┌────────
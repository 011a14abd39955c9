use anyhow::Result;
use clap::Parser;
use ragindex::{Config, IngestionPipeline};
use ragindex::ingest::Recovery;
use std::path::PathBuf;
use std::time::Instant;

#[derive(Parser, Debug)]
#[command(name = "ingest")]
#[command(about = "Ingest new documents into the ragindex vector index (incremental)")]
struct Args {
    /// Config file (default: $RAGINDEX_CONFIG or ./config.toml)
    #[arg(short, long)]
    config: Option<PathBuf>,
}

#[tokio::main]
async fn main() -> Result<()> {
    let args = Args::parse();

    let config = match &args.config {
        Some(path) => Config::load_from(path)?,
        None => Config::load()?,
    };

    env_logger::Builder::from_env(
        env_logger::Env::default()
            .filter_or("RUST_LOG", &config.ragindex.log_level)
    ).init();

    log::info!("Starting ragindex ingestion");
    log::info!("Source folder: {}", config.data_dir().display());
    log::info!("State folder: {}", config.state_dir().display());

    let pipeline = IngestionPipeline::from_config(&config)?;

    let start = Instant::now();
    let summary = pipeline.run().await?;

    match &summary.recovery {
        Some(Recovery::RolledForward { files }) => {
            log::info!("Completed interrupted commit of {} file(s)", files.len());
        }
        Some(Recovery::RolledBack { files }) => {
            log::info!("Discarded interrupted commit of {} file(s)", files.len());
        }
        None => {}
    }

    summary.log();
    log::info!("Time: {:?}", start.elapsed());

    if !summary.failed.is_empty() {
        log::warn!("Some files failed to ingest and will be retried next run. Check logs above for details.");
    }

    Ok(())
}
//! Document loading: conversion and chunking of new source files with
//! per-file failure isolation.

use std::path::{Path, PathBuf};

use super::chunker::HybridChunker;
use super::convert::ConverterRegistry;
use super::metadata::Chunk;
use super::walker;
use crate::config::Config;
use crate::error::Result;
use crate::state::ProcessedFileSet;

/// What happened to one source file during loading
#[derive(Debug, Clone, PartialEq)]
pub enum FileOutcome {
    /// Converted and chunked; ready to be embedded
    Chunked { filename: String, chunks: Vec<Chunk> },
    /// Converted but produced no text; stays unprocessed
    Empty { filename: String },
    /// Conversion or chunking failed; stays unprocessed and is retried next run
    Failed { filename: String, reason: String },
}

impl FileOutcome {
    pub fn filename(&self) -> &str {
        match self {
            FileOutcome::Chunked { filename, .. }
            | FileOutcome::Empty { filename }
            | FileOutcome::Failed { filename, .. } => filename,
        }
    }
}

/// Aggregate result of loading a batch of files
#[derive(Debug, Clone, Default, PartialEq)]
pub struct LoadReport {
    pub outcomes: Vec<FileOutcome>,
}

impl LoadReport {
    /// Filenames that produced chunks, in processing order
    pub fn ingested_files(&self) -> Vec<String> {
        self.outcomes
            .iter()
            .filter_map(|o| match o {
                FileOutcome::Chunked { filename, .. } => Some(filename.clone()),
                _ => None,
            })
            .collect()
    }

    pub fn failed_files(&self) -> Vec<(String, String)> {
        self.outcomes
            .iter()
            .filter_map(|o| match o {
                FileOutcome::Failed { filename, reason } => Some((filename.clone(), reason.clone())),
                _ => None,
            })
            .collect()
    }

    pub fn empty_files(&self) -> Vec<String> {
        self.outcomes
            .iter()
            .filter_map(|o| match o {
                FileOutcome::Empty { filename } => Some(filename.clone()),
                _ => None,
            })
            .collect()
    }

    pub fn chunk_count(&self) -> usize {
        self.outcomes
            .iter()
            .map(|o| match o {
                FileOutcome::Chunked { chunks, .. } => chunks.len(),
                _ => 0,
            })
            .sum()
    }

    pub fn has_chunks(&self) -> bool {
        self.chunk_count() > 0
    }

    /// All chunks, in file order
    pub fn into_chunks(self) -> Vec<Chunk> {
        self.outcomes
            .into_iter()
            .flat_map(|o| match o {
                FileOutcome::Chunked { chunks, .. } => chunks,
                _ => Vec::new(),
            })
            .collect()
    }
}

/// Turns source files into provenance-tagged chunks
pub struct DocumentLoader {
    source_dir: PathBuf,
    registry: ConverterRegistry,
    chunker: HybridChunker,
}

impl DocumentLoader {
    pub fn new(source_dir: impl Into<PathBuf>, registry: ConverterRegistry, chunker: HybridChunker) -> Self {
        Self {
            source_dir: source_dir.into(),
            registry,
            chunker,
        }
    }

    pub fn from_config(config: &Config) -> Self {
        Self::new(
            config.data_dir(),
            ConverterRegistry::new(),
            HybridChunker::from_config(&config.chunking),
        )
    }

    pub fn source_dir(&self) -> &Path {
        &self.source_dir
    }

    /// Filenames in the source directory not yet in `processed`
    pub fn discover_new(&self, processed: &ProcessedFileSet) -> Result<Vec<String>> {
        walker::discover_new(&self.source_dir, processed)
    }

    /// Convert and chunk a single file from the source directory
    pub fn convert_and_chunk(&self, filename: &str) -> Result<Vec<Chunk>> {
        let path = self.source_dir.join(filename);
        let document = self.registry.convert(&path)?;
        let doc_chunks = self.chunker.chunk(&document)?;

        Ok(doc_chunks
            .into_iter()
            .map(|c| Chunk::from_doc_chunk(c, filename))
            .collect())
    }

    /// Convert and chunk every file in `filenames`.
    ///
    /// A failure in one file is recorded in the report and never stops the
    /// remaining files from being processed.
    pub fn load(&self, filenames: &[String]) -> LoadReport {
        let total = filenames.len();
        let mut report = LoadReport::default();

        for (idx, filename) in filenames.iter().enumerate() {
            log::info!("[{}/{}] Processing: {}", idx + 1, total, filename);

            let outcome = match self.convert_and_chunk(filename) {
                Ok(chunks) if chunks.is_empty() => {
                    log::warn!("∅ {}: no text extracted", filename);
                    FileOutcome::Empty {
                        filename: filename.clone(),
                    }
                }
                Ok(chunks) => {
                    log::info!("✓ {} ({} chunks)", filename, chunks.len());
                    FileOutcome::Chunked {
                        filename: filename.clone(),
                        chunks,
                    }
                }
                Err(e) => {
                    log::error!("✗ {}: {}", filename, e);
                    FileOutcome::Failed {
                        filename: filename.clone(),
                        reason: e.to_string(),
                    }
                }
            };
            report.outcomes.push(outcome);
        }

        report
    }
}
└────────
### Directions for this task
Search the material above for lines containing the string "super", then pull them out.

### Solution
use super::chunker::HybridChunker;
use super::convert::ConverterRegistry;
use super::metadata::Chunk;
use super::walker;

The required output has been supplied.